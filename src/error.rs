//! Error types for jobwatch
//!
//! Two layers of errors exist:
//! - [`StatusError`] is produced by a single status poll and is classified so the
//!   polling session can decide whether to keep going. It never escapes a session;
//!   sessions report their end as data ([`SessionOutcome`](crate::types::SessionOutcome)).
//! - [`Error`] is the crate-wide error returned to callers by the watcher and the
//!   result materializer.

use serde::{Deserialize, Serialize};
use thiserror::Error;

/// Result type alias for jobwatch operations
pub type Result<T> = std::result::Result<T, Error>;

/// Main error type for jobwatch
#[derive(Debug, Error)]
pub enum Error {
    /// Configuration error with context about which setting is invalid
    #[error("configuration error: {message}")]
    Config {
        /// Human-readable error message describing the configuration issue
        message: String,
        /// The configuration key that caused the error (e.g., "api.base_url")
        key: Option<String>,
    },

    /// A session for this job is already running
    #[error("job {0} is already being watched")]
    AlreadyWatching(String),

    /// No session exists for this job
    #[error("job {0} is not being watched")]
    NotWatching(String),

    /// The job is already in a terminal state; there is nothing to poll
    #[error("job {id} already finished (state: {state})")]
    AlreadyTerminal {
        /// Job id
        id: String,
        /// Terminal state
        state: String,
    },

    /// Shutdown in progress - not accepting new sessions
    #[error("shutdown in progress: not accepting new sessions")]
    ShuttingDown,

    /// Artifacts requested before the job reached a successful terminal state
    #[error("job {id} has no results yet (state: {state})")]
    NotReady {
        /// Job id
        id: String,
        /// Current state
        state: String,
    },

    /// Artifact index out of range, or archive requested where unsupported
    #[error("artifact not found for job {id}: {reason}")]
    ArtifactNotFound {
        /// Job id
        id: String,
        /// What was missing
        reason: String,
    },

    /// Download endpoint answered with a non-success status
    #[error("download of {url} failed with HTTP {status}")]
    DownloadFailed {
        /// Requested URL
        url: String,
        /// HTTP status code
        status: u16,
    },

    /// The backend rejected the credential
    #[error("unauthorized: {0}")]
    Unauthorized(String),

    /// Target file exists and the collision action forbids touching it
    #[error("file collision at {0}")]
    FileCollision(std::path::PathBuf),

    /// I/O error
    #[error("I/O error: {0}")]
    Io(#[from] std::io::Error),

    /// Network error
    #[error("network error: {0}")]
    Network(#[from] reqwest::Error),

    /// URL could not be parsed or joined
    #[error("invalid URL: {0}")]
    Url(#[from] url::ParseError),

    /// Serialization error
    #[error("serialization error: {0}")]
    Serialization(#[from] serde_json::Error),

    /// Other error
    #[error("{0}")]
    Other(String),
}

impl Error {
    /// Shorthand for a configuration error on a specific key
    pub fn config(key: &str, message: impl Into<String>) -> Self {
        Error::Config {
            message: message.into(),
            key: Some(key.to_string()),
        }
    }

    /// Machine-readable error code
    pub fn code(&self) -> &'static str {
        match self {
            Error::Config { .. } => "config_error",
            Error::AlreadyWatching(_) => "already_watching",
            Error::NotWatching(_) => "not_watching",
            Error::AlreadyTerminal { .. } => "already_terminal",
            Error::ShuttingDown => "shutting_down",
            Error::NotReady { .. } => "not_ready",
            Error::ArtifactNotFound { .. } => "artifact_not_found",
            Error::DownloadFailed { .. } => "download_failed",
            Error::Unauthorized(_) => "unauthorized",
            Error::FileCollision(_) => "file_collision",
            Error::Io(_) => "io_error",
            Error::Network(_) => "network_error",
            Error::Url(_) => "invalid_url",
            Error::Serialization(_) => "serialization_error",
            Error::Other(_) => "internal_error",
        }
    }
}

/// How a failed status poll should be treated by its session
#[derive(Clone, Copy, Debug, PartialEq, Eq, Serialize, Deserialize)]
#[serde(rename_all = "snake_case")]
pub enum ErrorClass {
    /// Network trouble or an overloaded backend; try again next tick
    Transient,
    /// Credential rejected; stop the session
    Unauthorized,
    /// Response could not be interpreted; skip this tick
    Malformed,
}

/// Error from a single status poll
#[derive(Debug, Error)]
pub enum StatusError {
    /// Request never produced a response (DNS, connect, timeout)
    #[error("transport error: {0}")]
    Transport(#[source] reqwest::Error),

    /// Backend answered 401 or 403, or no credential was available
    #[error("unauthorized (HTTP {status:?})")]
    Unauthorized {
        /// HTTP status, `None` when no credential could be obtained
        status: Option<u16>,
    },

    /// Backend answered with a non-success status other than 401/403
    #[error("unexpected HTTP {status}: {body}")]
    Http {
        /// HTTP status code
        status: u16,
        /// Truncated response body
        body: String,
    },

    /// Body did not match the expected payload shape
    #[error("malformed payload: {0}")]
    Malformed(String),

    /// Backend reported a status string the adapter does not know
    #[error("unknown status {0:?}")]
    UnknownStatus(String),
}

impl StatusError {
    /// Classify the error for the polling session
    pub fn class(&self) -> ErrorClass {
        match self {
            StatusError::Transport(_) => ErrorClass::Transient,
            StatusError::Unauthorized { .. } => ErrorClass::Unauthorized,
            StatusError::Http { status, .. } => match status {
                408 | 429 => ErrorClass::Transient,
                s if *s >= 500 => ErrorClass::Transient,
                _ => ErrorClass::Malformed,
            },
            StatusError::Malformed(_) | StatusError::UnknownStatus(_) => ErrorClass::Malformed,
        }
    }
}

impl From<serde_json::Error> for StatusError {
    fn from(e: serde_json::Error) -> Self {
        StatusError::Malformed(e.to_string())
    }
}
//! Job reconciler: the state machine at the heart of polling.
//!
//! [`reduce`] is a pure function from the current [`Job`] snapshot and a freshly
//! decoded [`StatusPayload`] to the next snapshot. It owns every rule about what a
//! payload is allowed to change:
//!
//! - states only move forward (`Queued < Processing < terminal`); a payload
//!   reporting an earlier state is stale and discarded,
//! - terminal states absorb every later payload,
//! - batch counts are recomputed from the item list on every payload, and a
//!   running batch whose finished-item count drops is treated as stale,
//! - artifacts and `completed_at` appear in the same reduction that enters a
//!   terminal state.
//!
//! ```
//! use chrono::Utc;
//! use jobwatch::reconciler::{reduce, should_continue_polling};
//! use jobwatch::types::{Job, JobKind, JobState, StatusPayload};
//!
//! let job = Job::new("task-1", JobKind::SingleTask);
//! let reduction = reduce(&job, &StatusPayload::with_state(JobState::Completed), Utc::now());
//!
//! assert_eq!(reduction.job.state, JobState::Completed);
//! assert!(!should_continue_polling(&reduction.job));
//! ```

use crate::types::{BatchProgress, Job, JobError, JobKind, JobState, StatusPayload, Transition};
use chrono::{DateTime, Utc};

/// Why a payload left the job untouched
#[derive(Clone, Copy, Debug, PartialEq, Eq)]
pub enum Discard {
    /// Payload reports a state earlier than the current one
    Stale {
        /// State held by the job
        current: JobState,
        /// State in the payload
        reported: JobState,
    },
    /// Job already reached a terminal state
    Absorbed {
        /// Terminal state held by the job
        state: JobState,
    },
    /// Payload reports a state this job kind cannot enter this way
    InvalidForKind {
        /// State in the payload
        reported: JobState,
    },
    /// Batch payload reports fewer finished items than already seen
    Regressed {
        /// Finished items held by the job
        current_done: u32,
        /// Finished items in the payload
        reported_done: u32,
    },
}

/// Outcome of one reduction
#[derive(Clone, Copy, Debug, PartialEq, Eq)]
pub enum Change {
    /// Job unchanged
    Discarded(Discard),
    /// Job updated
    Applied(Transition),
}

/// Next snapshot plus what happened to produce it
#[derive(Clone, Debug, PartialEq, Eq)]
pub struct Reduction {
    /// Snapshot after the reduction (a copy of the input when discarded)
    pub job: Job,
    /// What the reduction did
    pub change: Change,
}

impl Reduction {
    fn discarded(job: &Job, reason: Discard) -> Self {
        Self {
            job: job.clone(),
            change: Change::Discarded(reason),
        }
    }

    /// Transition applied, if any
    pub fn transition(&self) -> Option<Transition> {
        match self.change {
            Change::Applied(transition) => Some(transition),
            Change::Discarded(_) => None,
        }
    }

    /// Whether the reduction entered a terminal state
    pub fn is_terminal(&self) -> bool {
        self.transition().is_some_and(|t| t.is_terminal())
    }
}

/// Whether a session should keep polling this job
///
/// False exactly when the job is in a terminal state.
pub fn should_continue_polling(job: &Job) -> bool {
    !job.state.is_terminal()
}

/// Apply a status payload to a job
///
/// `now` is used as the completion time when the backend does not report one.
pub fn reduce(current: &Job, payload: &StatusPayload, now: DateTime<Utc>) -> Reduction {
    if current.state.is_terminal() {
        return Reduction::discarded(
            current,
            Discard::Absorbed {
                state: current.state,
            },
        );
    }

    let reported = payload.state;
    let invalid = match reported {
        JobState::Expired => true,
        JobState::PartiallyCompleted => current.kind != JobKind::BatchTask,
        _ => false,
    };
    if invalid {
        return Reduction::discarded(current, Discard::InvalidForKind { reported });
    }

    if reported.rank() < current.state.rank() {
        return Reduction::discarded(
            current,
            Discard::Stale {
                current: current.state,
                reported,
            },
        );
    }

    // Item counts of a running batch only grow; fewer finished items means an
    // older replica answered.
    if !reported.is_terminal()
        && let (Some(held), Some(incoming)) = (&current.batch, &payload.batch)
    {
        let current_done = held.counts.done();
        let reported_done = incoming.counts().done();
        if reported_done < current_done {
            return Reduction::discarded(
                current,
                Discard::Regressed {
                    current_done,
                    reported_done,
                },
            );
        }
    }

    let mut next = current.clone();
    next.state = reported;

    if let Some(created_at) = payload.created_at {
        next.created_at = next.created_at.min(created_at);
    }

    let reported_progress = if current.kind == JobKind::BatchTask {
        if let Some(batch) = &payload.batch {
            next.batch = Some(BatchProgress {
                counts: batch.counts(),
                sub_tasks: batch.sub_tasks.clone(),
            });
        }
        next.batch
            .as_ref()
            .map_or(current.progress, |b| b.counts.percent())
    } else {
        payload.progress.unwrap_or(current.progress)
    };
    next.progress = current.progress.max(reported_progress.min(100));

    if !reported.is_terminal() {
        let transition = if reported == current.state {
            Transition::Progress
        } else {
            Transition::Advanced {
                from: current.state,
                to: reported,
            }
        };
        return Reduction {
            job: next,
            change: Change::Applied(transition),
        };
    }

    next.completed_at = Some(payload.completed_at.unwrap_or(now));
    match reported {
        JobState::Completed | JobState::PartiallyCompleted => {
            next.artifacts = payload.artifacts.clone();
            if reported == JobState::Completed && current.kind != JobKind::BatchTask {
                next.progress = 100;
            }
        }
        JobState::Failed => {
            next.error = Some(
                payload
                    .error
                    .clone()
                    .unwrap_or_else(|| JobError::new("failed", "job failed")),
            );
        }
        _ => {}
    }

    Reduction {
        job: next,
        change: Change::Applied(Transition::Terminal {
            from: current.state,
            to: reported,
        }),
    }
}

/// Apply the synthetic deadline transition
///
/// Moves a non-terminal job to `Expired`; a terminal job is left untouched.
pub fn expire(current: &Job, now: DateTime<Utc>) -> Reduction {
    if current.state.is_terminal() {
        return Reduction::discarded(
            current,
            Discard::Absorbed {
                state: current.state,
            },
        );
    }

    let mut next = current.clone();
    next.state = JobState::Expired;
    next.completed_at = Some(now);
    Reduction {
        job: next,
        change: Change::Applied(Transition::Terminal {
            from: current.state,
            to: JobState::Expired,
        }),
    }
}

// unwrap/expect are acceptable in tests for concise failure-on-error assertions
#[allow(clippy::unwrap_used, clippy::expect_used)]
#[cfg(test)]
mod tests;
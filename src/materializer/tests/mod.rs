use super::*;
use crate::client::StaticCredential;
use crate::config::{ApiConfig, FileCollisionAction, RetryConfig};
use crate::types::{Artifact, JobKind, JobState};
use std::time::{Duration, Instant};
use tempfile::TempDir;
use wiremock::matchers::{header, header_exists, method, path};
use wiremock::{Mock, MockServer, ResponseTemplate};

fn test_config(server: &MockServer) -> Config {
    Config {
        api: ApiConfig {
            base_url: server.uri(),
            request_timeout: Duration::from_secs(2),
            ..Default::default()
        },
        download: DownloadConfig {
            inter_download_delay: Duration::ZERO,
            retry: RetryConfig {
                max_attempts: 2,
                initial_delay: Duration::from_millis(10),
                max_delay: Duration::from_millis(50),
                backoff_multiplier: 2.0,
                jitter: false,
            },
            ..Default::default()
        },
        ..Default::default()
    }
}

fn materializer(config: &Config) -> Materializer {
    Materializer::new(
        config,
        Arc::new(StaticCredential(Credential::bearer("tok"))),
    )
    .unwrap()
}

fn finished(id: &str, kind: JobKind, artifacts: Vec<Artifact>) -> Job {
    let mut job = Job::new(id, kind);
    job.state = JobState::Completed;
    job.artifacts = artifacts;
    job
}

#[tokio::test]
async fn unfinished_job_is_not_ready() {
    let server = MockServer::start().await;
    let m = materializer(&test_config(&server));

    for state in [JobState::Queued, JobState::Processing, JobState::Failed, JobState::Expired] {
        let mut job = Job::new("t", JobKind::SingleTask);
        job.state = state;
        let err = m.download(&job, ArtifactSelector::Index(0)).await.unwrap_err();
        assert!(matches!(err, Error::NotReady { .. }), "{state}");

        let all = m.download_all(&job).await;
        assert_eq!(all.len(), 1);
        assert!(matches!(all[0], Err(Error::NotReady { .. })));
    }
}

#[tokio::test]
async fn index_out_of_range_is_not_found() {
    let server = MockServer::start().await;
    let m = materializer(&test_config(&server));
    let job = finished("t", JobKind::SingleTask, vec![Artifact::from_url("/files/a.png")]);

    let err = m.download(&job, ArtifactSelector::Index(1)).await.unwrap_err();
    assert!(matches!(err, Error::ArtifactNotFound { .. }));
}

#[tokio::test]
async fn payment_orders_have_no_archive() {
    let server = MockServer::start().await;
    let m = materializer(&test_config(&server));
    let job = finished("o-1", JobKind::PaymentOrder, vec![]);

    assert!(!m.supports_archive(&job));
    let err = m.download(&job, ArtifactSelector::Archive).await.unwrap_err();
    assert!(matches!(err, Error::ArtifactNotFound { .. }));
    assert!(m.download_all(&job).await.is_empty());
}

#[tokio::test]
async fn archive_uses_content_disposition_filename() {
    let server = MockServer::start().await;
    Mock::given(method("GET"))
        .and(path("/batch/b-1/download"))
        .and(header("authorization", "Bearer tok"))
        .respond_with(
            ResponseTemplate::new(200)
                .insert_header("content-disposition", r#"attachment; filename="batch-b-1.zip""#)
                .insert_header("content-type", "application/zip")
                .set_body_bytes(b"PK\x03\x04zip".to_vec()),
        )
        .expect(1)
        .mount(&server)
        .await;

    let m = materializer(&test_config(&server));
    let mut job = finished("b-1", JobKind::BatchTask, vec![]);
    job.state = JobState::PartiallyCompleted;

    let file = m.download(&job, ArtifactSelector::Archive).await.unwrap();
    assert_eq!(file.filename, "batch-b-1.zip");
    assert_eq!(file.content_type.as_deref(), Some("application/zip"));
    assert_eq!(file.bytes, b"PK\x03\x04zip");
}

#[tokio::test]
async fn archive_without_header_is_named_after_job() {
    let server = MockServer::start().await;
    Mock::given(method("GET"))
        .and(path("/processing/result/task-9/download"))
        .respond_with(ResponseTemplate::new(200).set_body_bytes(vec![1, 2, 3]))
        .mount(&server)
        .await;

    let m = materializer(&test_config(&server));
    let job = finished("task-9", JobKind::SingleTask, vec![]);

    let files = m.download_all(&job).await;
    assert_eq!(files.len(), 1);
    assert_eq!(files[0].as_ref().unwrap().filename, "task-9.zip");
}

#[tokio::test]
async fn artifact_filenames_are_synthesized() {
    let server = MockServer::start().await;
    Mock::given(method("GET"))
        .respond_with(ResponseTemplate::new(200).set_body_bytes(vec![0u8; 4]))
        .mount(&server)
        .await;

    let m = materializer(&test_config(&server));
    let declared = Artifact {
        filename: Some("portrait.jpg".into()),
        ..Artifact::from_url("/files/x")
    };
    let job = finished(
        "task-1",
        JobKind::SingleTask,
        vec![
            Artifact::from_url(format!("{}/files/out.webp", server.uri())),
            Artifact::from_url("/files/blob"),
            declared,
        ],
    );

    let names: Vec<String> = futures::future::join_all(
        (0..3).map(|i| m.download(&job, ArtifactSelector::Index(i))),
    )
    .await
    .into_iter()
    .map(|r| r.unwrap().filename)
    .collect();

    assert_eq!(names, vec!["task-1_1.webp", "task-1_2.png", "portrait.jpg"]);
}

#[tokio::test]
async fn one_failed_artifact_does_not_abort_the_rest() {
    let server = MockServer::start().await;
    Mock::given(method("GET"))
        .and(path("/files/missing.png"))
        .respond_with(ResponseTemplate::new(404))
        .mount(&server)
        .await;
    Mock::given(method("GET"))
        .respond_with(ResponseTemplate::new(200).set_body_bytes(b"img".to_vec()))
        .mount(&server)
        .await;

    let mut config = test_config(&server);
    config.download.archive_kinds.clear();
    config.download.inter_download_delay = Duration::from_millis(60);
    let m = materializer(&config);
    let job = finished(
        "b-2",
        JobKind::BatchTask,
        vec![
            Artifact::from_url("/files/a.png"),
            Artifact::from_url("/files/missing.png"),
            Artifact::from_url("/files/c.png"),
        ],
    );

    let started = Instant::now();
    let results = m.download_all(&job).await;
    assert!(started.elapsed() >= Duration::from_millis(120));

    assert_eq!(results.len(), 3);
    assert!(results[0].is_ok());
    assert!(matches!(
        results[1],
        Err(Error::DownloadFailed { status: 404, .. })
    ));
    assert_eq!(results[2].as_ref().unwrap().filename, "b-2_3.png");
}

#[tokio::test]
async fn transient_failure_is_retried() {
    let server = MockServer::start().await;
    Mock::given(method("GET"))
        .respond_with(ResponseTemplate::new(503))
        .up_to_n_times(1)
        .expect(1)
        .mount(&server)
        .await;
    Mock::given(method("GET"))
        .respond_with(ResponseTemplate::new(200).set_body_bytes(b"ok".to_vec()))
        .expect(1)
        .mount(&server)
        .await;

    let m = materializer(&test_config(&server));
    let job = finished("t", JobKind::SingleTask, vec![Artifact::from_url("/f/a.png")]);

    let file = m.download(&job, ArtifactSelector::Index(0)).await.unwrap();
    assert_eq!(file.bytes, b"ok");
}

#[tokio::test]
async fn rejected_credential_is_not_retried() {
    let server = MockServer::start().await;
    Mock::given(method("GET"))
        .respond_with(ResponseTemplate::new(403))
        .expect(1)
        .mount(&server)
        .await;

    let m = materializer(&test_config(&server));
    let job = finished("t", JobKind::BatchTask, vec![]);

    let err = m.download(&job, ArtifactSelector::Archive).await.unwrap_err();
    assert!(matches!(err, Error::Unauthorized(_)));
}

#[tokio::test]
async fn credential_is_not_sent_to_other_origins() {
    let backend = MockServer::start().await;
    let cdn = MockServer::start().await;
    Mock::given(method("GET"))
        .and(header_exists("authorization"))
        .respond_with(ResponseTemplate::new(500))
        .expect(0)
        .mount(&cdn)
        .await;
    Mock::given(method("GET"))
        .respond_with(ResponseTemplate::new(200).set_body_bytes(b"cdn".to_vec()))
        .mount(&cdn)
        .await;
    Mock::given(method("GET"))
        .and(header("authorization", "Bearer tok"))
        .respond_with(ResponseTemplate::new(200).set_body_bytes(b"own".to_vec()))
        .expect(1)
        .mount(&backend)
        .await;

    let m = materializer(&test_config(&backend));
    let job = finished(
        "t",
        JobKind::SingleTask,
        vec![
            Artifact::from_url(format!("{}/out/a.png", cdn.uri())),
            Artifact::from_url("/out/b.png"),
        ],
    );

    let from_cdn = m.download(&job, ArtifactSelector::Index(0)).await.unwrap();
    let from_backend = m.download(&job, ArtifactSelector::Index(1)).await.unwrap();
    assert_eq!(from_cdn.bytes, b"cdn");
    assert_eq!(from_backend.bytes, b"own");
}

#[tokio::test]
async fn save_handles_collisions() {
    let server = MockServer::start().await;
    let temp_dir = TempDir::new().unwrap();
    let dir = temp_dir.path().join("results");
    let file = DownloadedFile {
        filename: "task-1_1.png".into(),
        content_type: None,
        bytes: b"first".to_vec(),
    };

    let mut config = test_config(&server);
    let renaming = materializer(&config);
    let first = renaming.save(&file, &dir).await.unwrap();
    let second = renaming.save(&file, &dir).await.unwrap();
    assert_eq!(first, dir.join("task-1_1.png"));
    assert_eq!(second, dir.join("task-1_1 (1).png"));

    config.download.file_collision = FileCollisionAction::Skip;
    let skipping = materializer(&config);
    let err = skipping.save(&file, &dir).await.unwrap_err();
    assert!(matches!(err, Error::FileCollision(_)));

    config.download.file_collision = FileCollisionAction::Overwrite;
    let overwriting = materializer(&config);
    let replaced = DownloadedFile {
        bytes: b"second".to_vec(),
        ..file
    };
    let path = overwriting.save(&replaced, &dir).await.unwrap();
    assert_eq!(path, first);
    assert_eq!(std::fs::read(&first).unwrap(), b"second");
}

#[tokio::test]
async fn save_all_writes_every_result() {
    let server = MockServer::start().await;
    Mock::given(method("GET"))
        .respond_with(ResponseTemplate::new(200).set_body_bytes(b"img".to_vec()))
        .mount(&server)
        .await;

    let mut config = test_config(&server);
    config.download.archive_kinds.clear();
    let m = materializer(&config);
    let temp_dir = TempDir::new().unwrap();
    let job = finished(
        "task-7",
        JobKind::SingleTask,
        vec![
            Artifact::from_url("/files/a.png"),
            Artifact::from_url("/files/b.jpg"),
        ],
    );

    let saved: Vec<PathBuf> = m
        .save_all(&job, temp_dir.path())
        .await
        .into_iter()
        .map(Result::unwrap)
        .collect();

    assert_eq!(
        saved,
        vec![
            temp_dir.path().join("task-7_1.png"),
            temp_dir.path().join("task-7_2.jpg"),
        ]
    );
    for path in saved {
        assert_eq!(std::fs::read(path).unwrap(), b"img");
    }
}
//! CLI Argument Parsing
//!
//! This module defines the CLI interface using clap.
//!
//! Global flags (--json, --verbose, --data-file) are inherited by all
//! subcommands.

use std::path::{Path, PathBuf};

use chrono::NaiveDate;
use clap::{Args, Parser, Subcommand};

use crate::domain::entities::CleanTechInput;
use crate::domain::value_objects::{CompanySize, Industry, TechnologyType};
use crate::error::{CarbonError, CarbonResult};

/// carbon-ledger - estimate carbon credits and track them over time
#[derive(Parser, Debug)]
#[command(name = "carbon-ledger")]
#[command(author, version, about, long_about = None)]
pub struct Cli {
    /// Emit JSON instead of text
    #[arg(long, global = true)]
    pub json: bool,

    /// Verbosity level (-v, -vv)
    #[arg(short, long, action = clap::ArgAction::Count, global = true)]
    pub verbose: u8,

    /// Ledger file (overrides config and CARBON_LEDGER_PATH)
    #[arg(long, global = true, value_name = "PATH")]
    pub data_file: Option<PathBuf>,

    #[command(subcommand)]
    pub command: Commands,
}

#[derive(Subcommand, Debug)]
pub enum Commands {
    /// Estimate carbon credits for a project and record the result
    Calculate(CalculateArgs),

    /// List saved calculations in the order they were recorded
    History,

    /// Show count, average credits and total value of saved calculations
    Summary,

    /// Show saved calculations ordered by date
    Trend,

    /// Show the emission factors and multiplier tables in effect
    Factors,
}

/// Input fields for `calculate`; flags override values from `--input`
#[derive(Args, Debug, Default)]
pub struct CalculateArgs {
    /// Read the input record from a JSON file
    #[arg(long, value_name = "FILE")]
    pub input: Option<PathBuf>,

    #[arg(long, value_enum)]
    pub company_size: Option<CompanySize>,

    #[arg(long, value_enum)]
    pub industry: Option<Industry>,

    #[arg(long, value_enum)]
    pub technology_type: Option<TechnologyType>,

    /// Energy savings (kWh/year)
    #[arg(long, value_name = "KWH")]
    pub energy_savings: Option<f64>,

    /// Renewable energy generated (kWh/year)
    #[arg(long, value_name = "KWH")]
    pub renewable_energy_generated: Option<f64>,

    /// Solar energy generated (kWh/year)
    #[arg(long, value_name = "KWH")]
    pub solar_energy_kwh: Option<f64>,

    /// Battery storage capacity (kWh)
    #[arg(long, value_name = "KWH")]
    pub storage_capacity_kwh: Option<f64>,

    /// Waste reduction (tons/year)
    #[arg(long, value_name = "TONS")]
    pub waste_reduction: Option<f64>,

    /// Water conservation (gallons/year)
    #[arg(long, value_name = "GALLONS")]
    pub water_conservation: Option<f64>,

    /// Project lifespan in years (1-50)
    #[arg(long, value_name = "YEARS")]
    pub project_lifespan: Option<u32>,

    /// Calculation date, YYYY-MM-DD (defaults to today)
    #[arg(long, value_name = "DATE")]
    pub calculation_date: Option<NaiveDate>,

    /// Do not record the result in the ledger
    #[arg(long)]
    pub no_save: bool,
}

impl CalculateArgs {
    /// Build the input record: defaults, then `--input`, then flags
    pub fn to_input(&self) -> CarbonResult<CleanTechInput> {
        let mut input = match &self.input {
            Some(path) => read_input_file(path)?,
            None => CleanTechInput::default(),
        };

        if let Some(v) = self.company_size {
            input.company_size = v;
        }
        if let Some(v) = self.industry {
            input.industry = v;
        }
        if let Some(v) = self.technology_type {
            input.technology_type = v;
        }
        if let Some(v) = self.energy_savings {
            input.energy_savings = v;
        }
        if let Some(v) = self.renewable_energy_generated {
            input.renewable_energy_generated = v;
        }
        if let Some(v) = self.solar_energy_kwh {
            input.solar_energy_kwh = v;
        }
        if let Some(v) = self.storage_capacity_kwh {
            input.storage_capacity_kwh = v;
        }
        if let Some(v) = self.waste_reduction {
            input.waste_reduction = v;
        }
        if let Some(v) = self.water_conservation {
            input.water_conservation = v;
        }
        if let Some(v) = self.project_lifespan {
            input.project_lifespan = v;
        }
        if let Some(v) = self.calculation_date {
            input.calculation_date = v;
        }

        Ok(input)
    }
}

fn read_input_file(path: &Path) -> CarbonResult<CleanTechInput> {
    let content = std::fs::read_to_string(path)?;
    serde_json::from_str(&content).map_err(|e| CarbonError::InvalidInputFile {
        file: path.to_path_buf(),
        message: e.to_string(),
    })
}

________________________

Check the data above and report how many lines include the word "first", using a bare number.

5